IIIM-941, a Stilbene Derivative Inhibits NLRP3 Inflammasome Activation by Inducing Autophagy.

Aberrant activation of NLRP3 inflammasome has been implicated in several inflammatory diseases. Autophagy is one of the primary mechanisms that regulate the NLRP3 inflammasome. In this study, we attempted to target NLRP3 inflammasome activity by a synthetic compound IIIM-941. We found that IIIM-941 inhibits ATP-induced NLRP3 inflammasome by induction of autophagy through the AMPK pathway in bone marrow-derived macrophages (BMDMs) and J774A.1 cells. It was interesting to observe that IIIM-941 did not show any inhibitory activity against LPS induced pro-inflammatory cytokines TNF-α and IL-6. The anti-NLRP3 activity of IIIM-941 was considerably reversed when we attempted to block autophagy by using either pharmacological inhibitor bafilomycin A1or by using siRNA against AMPK. Further, we found that IIIM-941 downregulated the expression of NLRP3 and prevented the oligomerization of ASC to exert its anti-NLRP3 inflammasome effect in J774A.1 cells.

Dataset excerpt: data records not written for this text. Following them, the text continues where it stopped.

//! Remote key-value store client contract

use crate::utils::error::Result;
use async_trait::async_trait;
use std::time::Duration;

/// Network key-value store reached by the remote and hybrid backends
///
/// Errors are returned to the caller of the cache operation unchanged;
/// implementations must not retry internally.
#[async_trait]
pub trait RemoteStore: Send + Sync + std::fmt::Debug {
    /// Fetch the raw payload stored under `key`
    async fn get(&self, key: &str) -> Result<Option<Vec<u8>>>;

    /// Store a payload, expiring after `ttl` when one is given
    async fn set(&self, key: &str, value: Vec<u8>, ttl: Option<Duration>) -> Result<()>;

    async fn delete(&self, key: &str) -> Result<()>;

    /// Drop every key in the store's database
    async fn flush(&self) -> Result<()>;

    /// Connectivity check
    async fn ping(&self) -> Result<()> {
        Ok(())
    }
}
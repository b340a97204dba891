//! Hybrid backend: hot in-memory tier in front of the remote tier

use super::memory::MemoryBackend;
use super::remote::RemoteBackend;
use crate::utils::error::Result;
use bytes::Bytes;
use std::time::Duration;
use tracing::warn;

/// Two-tier backend
///
/// The remote tier is authoritative and is always written; the memory tier
/// only accelerates reads, so losing it costs locality and never correctness.
#[derive(Debug)]
pub struct HybridBackend {
    memory: MemoryBackend,
    remote: RemoteBackend,
}

impl HybridBackend {
    pub fn new(memory: MemoryBackend, remote: RemoteBackend) -> Self {
        Self { memory, remote }
    }

    /// Read the memory tier, then the remote tier, promoting remote hits.
    ///
    /// Promoted entries get the memory tier's default TTL rather than the
    /// remaining TTL of the remote copy.
    pub async fn get(&self, key: &str) -> Result<Option<Bytes>> {
        if let Some(value) = self.memory.get(key).await? {
            return Ok(Some(value));
        }

        let value = self.remote.get(key).await?;
        if let Some(value) = &value {
            self.memory.set(key, value.clone(), None).await?;
        }
        Ok(value)
    }

    pub async fn set(&self, key: &str, value: Bytes, ttl: Option<Duration>) -> Result<()> {
        self.memory.set(key, value.clone(), ttl).await?;
        self.remote.set(key, value, ttl).await
    }

    /// Delete from both tiers; the first error is returned after both were attempted
    pub async fn delete(&self, key: &str) -> Result<()> {
        let memory = self.memory.delete(key).await;
        let remote = self.remote.delete(key).await;
        Self::first_error("delete", memory, remote)
    }

    pub async fn clear(&self) -> Result<()> {
        let memory = self.memory.clear().await;
        let remote = self.remote.clear().await;
        Self::first_error("clear", memory, remote)
    }

    pub async fn health_check(&self) -> Result<()> {
        self.remote.health_check().await
    }

    /// The hot tier
    pub fn memory(&self) -> &MemoryBackend {
        &self.memory
    }

    /// The authoritative tier
    pub fn remote(&self) -> &RemoteBackend {
        &self.remote
    }

    fn first_error(op: &str, memory: Result<()>, remote: Result<()>) -> Result<()> {
        if memory.is_err() != remote.is_err() {
            warn!("Hybrid {} only partially applied", op);
        }
        memory.and(remote)
    }
}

We validated the inhibitory activity of IIIM-941 against NLRP3 inflammasome in three different mice models. The anti-inflammatory effect of IIIM-941 was highly significant in the ATP-induced peritoneal inflammation model. While IIIM-941 was similarly effective in suppressing MSU-induced IL-1β in the air pouch model of inflammation without affecting the levels of TNF-α and IL-6. Finally, oral efficacy of IIIM-941 was also proved in the MSU-induced foot paw edema model of inflammation in mice at 10 and 20 mg/kg (b.w.). The compounds like IIIM-941 can be explored further for the development of therapies against diseases such as Alzheimer’s disease and Parkinson’s disease, where hampered autophagy and NLRP3 activation play a crucial role in pathological development.